Analysis of midazolam and metabolites in plasma by high-performance liquid chromatography: probe of CYP3A.

摘要

Hydroxylation of midazolam (MDZ) is mediated almost exclusively by CYP3A isoforms. The authors describe a high-performance liquid chromatography assay involving MDZ, 1'-hydroxymidazolam, and 4-hydroxymidazolam in plasma. The compounds were eluted on an Ultrasphere ODS, 3-microm particle size, 7.5 cm x 4.6 mm reversed-phase column and monitored by ultraviolet absorbance at 254 nm. The composition of the mobile phase was 35.2% acetonitrile:4.8% methanol:60% buffer acetate (vol/vol/vol), 0.1 M, pH 4.7; the flow rate was 1 ml/minute. Calibration curves were linear (coefficients of correlation > 0.99) within the range of concentrations established (20 to 640 nM).
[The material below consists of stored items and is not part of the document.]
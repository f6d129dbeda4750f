//! サブツリーの走査
//!
//! [`Module`] の再帰的な操作はすべて [`Module::walk`] か [`Module::walk_mut`] を通ります。
//! どちらもルート（空のパス）を最初に訪問し、その後に子のサブツリーを登録順に訪問します。

use indexmap::map::IterMut;

use crate::module::{Module, qualify};
use crate::parameter::{Parameter, ParameterValue};

/// [`Module::walk_mut`] が渡すノードの可変ビュー
///
/// 訪問時点で子モジュールは走査待ちに入っているため、子の登録表は含みません。
pub struct NodeMut<'a, V: ParameterValue> {
    label: &'a str,
    training: &'a mut bool,
    parameters: &'a mut indexmap::IndexMap<String, Parameter<V>>,
}

impl<'a, V: ParameterValue> NodeMut<'a, V> {
    pub fn label(&self) -> &str {
        self.label
    }

    pub fn is_training(&self) -> bool {
        *self.training
    }

    pub fn set_training(&mut self, training: bool) {
        *self.training = training;
    }

    pub fn parameter_mut(&mut self, name: &str) -> Option<&mut Parameter<V>> {
        self.parameters.get_mut(name)
    }

    /// このノードのパラメータを走査の残りの間借用する
    pub fn into_parameters(self) -> IterMut<'a, String, Parameter<V>> {
        self.parameters.iter_mut()
    }
}

impl<V: ParameterValue> Module<V> {
    /// 自身とすべての子孫を深さ優先で訪問
    ///
    /// 各ノードの修飾パス（ルートは `""`）が渡されます。
    /// 渡された参照は保持しても構いません。
    ///
    /// # Example
    ///
    /// ```
    /// use lute_nn::Module;
    ///
    /// let mut root: Module = Module::new();
    /// let mut encoder: Module = Module::new();
    /// encoder.set_child("layer", Module::new()).unwrap();
    /// root.set_child("encoder", encoder).unwrap();
    ///
    /// let mut paths = Vec::new();
    /// root.walk(|path, _| paths.push(path.to_string()));
    /// assert_eq!(paths, ["", "encoder", "encoder.layer"]);
    /// ```
    pub fn walk<'a, F>(&'a self, mut visit: F)
    where
        F: FnMut(&str, &'a Module<V>),
    {
        let mut stack: Vec<(String, &'a Module<V>)> = vec![(String::new(), self)];
        while let Some((path, node)) = stack.pop() {
            visit(&path, node);
            // 最初の子が先にpopされるよう逆順に積む
            for (name, child) in node.modules.iter().rev() {
                stack.push((qualify(&path, name), child));
            }
        }
    }

    /// [`walk`](Self::walk) の可変版（訪問順は同じ）
    pub fn walk_mut<'a, F>(&'a mut self, mut visit: F)
    where
        F: FnMut(&str, NodeMut<'a, V>),
    {
        let mut stack: Vec<(String, &'a mut Module<V>)> = vec![(String::new(), self)];
        while let Some((path, node)) = stack.pop() {
            let Module {
                label,
                modules,
                parameters,
                training,
                ..
            } = node;
            for (name, child) in modules.iter_mut().rev() {
                stack.push((qualify(&path, name), child));
            }
            visit(
                &path,
                NodeMut {
                    label,
                    training,
                    parameters,
                },
            );
        }
    }
}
Within- and between-day coefficients of variation were consistently better than 8%. The overall recovery was >90% and the lowest detectable concentration was 8 nM. This approach provides a simple, rapid, and sensitive assessment of MDZ and metabolites in plasma, with a very good accuracy and precision, which enables it as an in vivo marker of CYP3A activity in humans.